Gill v. LDI

19 F. Supp. 2d 1188, 1998 U.S. Dist. LEXIS 19796, 1998 WL 652529
CourtDistrict Court, W.D. Washington
DecidedJune 29, 1998
DocketC97-461Z
StatusPublished
Cited by8 cases

This text of 19 F. Supp. 2d 1188 (Gill v. LDI) is published on Counsel Stack Legal Research, covering District Court, W.D. Washington primary law. Counsel Stack provides free access to over 12 million legal documents including statutes, case law, regulations, and constitutions.

Bluebook
Gill v. LDI, 19 F. Supp. 2d 1188, 1998 U.S. Dist. LEXIS 19796, 1998 WL 652529 (W.D. Wash. 1998).

Opinion

ORDER GRANTING PLAINTIFF’S MOTIONS FOR SUMMARY JUDGMENT ON LIABILITY

ZILLY, District Judge.

THIS MATTER comes before the court on plaintiffs’ motions for summary judgment on their claim that defendant has violated the Clean Water Act of 1972, 33 U.S.C. § 1251 et seq. (“CWA”), and on pendent state trespass and nuisance claims. Plaintiffs claim that defendant’s quarry operation adjacent to their property has trespassed on their property by polluting their pond, has caused various nuisances, and has otherwise violated the CWA. Having reviewed the documents in support and opposition to the motions, the Court now GRANTS the plaintiffs’ motions for summary judgment as to liability on all three claims.

I

Background

This suit arises from a long-standing dispute between adjacent property owners in rural Snohomish County. Plaintiff Doris Hall and her husband purchased a home on a multiple acre lot with a pristine pond of several acres in 1968. With the property came a water right in the springs feeding the pond, granted to the Hall’s predecessor by the State of Washington. The other two plaintiffs are Ms. Hall’s daughter and son-in-law, Dianne and Stephen Gill, who now live with her on the property.

Wayne Sehuett purchased property next to the Hall property in 1988 and established a quarry operation. He, his company, LDI, and his wife are the defendants in the case. Plaintiffs contend that the quarry operation discharges plumes of silt into their pond through a spring that lies under and next to the quarry and feeds their pond. The silt is blamed for their sudden inability to continue raising fish in the pond and allegedly makes it impossible to use the water for domestic or recreational purposes. Plaintiffs also contend that the operation pollutes a beaver pond that straddles the properties and feeds the Stillaguamish River, causes unbearable noise, and occasionally deposits rocks and other debris on their property.

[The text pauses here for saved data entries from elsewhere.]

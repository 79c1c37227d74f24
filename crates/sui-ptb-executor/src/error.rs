//! Executor errors.

use sui_ptb_builder::{BuildError, ErrorStage};
use thiserror::Error;

#[derive(Error, Debug)]
pub enum ExecutorError {
    /// The transaction could not be built.
    #[error(transparent)]
    Build(#[from] BuildError),

    /// Signing, transport, or ledger rejection before execution.
    #[error("submission failed: {0:#}")]
    Submission(anyhow::Error),

    /// The ledger executed the transaction and it aborted. Gas was still charged.
    #[error("transaction {digest} failed: {error}")]
    ExecutionFailed { digest: String, error: String },

    /// No gas coin could be checked out, even after a refill.
    #[error("no gas coins available")]
    PoolExhausted,

    /// Address balance minus in-flight reservations cannot cover the gas budget
    /// plus the transaction's own withdrawals.
    #[error("insufficient address balance: required {required}, available {available}")]
    InsufficientBalance { required: u64, available: u128 },

    /// The refill transaction that funds the pool failed.
    #[error("gas pool refill failed: {0:#}")]
    Refill(anyhow::Error),
}

impl ExecutorError {
    pub fn stage(&self) -> ErrorStage {
        match self {
            ExecutorError::Build(err) => err.stage(),
            ExecutorError::Submission(_)
            | ExecutorError::ExecutionFailed { .. }
            | ExecutorError::PoolExhausted
            | ExecutorError::InsufficientBalance { .. }
            | ExecutorError::Refill(_) => ErrorStage::Submission,
        }
    }
}

#[cfg(test)]
mod tests {
    use super::*;

    #[test]
    fn test_stage_follows_build_errors() {
        let err = ExecutorError::from(BuildError::MissingField("gas budget"));
        assert_eq!(err.stage(), ErrorStage::Structural);
        let err = ExecutorError::Refill(anyhow::anyhow!("no funds"));
        assert_eq!(err.stage(), ErrorStage::Submission);
        assert!(err.to_string().contains("no funds"));
    }

    #[test]
    fn test_insufficient_balance_is_a_submission_error() {
        let err = ExecutorError::InsufficientBalance {
            required: 110,
            available: 10,
        };
        assert_eq!(err.stage(), ErrorStage::Submission);
        assert_eq!(
            err.to_string(),
            "insufficient address balance: required 110, available 10"
        );
    }
}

Repeated complaints from the plaintiffs and their neighbors have led to some action by Snohomish County and the state Department of Ecology (“DOE”). In 1991, Snoho-mish County issued an order requiring Mr. Sehuett to obtain a conditional use permit prior to continuing his operations. A hearing examiner upheld the order but opined that Mr. Sehuett could operate without a license if he provided rock only for “forest practices” such as building roads. Claiming that he limits his sales to such activities, Mr. Sehuett has not gotten a conditional use permit, and the county has not brought an enforcement action. In 1996, the DOE found that Mr. Sehuett required a pollutant discharge permit under the Clean Water Act (“CWA”). Later, Mr. Sehuett obtained a permit and belatedly fulfilled the planning and best management practices requirements in the permit. Plaintiffs brought suit in this Court in March of 1997. Mr. Sehuett claims to have “cleaned up his act” in March of 1998.

II

Discussion

A. Summary Judgment

Summary judgment is appropriate “if the pleadings, depositions, answers to interroga *1192 tories, and admissions on file, together with affidavits, if any, show there is no genuine issue as to any material fact.” Fed.R.Civ.P. 56(c). The moving party has the initial burden of identifying portions of the record which demonstrate the absence of any genuine issue of material fact. Celotex Corp. v. Catrett, 477 U.S. 317, 322-24, 106 S.Ct. 2548, 2552-53, 91 L.Ed.2d 265 (1986). In assessing whether a party has met this burden, the court must view the evidence and the inferences drawn from that evidence in the light most favorable to the non-moving party. Bell v. Cameron Meadows Land Co., 669 F.2d 1278, 1284 (9th Cir.1982).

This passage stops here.